Nutrition News South Africa

Digging up the healthy dirt on protein power

As a nutritional therapist, I am keenly aware of the serious scientific and biochemical problems of veganism and vegetarianism. Vegetarianism is not a "one-sizefits-all", and there are various types:

  • Vegans: Eat only plant-based foods, excluding animal flesh, animal products (dairy, eggs, honey) and animal by-products like gelatin and beeswax.
  • Lacto vegetarians: Eat plantbased foods, dairy products but exclude meats, fish, fowl and eggs.
  • Ovo vegetarians: Eat plantbased foods, include eggs but exclude meats, fish, fowl and dairy products.
  • Lacto-ovo vegetarians: Include dairy products, eggs and plantbased foods but eliminate meat, fish and fowl.

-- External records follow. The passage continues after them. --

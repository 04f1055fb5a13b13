//! Remote ride registry: the reconciliation source.
//!
//! The registry response is parsed once into JSON objects. A ride's fields are
//! only ever read from the object whose `rideID` matches, so a status or
//! vehicle id belonging to a neighbouring ride can never leak into the view of
//! the tracked one.

use serde::{Deserialize, Serialize};
use serde_json::Value;
use thiserror::Error;

use super::wire::lenient_f64;
use crate::ecs::{RideId, VehicleId};

#[derive(Debug, Clone, Copy, PartialEq, Eq, Hash, Serialize, Deserialize)]
#[serde(rename_all = "SCREAMING_SNAKE_CASE")]
pub enum RemoteStatus {
    Pending,
    Accepted,
    Pickup,
    Completed,
    PendingReview,
    Cancelled,
    #[serde(other)]
    Unknown,
}

impl RemoteStatus {
    /// The ride has been dropped off, whether or not the drop is under review.
    pub fn is_finished(self) -> bool {
        matches!(self, RemoteStatus::Completed | RemoteStatus::PendingReview)
    }
}

/// Who the backend says the ride belongs to, from this unit's point of view.
#[derive(Debug, Clone, PartialEq, Eq, Hash)]
pub enum Assignment {
    Unassigned,
    ThisUnit,
    Other(String),
}

/// The fields of one registry entry the unit cares about.
#[derive(Debug, Clone, PartialEq, Serialize, Deserialize)]
pub struct RemoteRide {
    #[serde(rename = "rideID")]
    pub ride_id: RideId,
    pub status: RemoteStatus,
    #[serde(rename = "rickshawID", default, skip_serializing_if = "Option::is_none")]
    pub assigned_vehicle: Option<String>,
    #[serde(rename = "pickupBlock", default, skip_serializing_if = "Option::is_none")]
    pub pickup: Option<String>,
    #[serde(default, skip_serializing_if = "Option::is_none")]
    pub destination: Option<String>,
    #[serde(default, skip_serializing_if = "Option::is_none")]
    pub points: Option<i64>,
    #[serde(
        rename = "dropDistance",
        default,
        deserialize_with = "lenient_f64",
        skip_serializing_if = "Option::is_none"
    )]
    pub drop_distance_m: Option<f64>,
}

impl RemoteRide {
    pub fn new(ride_id: RideId, status: RemoteStatus) -> Self {
        Self {
            ride_id,
            status,
            assigned_vehicle: None,
            pickup: None,
            destination: None,
            points: None,
            drop_distance_m: None,
        }
    }

    pub fn assigned_to(mut self, vehicle: &str) -> Self {
        self.assigned_vehicle = Some(vehicle.to_string());
        self
    }

    pub fn with_route(mut self, pickup: &str, destination: &str) -> Self {
        self.pickup = Some(pickup.to_string());
        self.destination = Some(destination.to_string());
        self
    }

    pub fn assignment(&self, me: &VehicleId) -> Assignment {
        match self.assigned_vehicle.as_deref().map(str::trim) {
            None | Some("") => Assignment::Unassigned,
            Some(id) if id == me.as_str() => Assignment::ThisUnit,
            Some(id) => Assignment::Other(id.to_string()),
        }
    }
}

#[derive(Debug, Error)]
pub enum RegistryError {
    #[error("registry response has no ride list")]
    Shape,

    #[error("registry entry for ride {ride_id} is malformed: {source}")]
    Entry {
        ride_id: RideId,
        #[source]
        source: serde_json::Error,
    },
}

/// A parsed registry poll.
#[derive(Debug, Clone, Default)]
pub struct RideRegistry {
    entries: Vec<Value>,
}

impl RideRegistry {
    /// Accepts either `{"rides": [...]}` or a bare array.
    pub fn from_value(body: Value) -> Result<Self, RegistryError> {
        let entries = match body {
            Value::Array(entries) => entries,
            Value::Object(mut map) => match map.remove("rides") {
                Some(Value::Array(entries)) => entries,
                _ => return Err(RegistryError::Shape),
            },
            _ => return Err(RegistryError::Shape),
        };
        Ok(Self { entries })
    }

    pub fn from_rides(rides: &[RemoteRide]) -> Self {
        let entries = rides
            .iter()
            .filter_map(|ride| serde_json::to_value(ride).ok())
            .collect();
        Self { entries }
    }

    pub fn len(&self) -> usize {
        self.entries.len()
    }

    pub fn is_empty(&self) -> bool {
        self.entries.is_empty()
    }

    /// Returns the view of `ride_id`, built only from its own object.
    pub fn find(&self, ride_id: &RideId) -> Result<Option<RemoteRide>, RegistryError> {
        let Some(entry) = self.entries.iter().find(|entry| entry_id(entry).as_ref() == Some(ride_id)) else {
            return Ok(None);
        };
        RemoteRide::deserialize(entry)
            .map(Some)
            .map_err(|source| RegistryError::Entry {
                ride_id: ride_id.clone(),
                source,
            })
    }

    /// Every well-formed entry the backend currently assigns to `me`.
    pub fn assigned_to<'a>(&'a self, me: &'a VehicleId) -> impl Iterator<Item = RemoteRide> + 'a {
        self.entries
            .iter()
            .filter_map(|entry| RemoteRide::deserialize(entry).ok())
            .filter(move |ride| ride.assignment(me) == Assignment::ThisUnit)
    }
}

fn entry_id(entry: &Value) -> Option<RideId> {
    let raw = entry.as_object()?.get("rideID")?;
    RideId::deserialize(raw).ok()
}
//! Tick clock and per-call-site rate limiting.
//!
//! The host advances [`FieldClock`] once per tick; systems never read wall
//! time directly, which keeps every cadence deterministic under test.

use std::collections::HashMap;

use bevy_ecs::prelude::Resource;

pub const ONE_SEC_MS: u64 = 1000;

#[derive(Debug, Default, Resource)]
pub struct FieldClock {
    now: u64,
    ticks: u64,
}

impl FieldClock {
    pub fn now(&self) -> u64 {
        self.now
    }

    pub fn ticks(&self) -> u64 {
        self.ticks
    }

    /// Moves the clock forward by `elapsed_ms` and counts one tick.
    pub fn advance(&mut self, elapsed_ms: u64) {
        self.now = self.now.saturating_add(elapsed_ms);
        self.ticks += 1;
    }
}

/// Every independently rate-limited call the unit makes.
#[derive(Debug, Clone, Copy, PartialEq, Eq, Hash, PartialOrd, Ord)]
pub enum CallSite {
    LocationPush,
    OfferDiscovery,
    /// Registry scan for rides assigned directly to an idle unit.
    AssignmentWatch,
    AcceptanceWatch,
    StatusWatch,
    MovementStep,
    AcceptSubmit,
    PickupSubmit,
    CompleteSubmit,
}

/// Remembers when each call-site last fired. A call issued before its
/// interval elapses is skipped, never queued.
#[derive(Debug, Default, Resource)]
pub struct CallThrottle {
    last_call: HashMap<CallSite, u64>,
}

impl CallThrottle {
    /// Returns the time since the previous permitted call (or
    /// `min_interval_ms` for the first one) and records `now`, or `None` if
    /// the call-site is still cooling down.
    pub fn try_acquire(&mut self, site: CallSite, now: u64, min_interval_ms: u64) -> Option<u64> {
        let elapsed = match self.last_call.get(&site) {
            Some(&last) => {
                let since = now.saturating_sub(last);
                if since < min_interval_ms {
                    return None;
                }
                since
            }
            None => min_interval_ms,
        };
        self.last_call.insert(site, now);
        Some(elapsed)
    }

    pub fn last_call(&self, site: CallSite) -> Option<u64> {
        self.last_call.get(&site).copied()
    }

    /// Forgets a call-site so the next call fires immediately.
    pub fn reset(&mut self, site: CallSite) {
        self.last_call.remove(&site);
    }
}

#[cfg(test)]
mod tests {
    use super::*;

    #[test]
    fn clock_advances_and_counts_ticks() {
        let mut clock = FieldClock::default();
        clock.advance(100);
        clock.advance(250);
        assert_eq!(clock.now(), 350);
        assert_eq!(clock.ticks(), 2);
    }

    #[test]
    fn throttle_skips_calls_inside_interval() {
        let mut throttle = CallThrottle::default();
        assert_eq!(throttle.try_acquire(CallSite::StatusWatch, 0, 1500), Some(1500));
        assert_eq!(throttle.try_acquire(CallSite::StatusWatch, 1000, 1500), None);
        assert_eq!(throttle.try_acquire(CallSite::StatusWatch, 1499, 1500), None);
        assert_eq!(throttle.try_acquire(CallSite::StatusWatch, 1600, 1500), Some(1600));
        assert_eq!(throttle.last_call(CallSite::StatusWatch), Some(1600));
    }

    #[test]
    fn call_sites_are_independent() {
        let mut throttle = CallThrottle::default();
        assert!(throttle.try_acquire(CallSite::AcceptanceWatch, 0, 2000).is_some());
        assert!(throttle.try_acquire(CallSite::StatusWatch, 100, 1500).is_some());
        assert!(throttle.try_acquire(CallSite::AcceptanceWatch, 100, 2000).is_none());

        throttle.reset(CallSite::AcceptanceWatch);
        assert!(throttle.try_acquire(CallSite::AcceptanceWatch, 200, 2000).is_some());
    }
}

Of course vegetables are very good for you, and you should include them in your diet. But what is primarily lacking in a vegetarian diet excluding animal flesh is one of the most important compounds needed for health and vitality - protein.

Followers of vegetarian eating patterns argue that you can get enough protein from plants, but the truth is this: you can't.

Our bodies constantly require good quality protein to fight illness and disease, to produce hormones, to create new cells, to build and repair body tissues, and to supply energy. Protein can be divided into complete and incomplete groups - animal protein is "complete" or superior containing all 22 amino acids including the eight essential ones. All non-animal protein is "incomplete" or inferior, and mostly contains very few essential amino acids.

Thus, vegetarian diets increase the chances of:

  • Calorie deficiency.
  • Protein deficiency.
  • Vitamin B12 deficiency (only absorbed from animal products).
  • Vitamin D deficiency (egg yolks, fish liver oil, milk, butter).
  • Calcium deficiency.
  • Zinc and iron deficiency: meat and poultry are the richest source of bioavailable zinc and iron.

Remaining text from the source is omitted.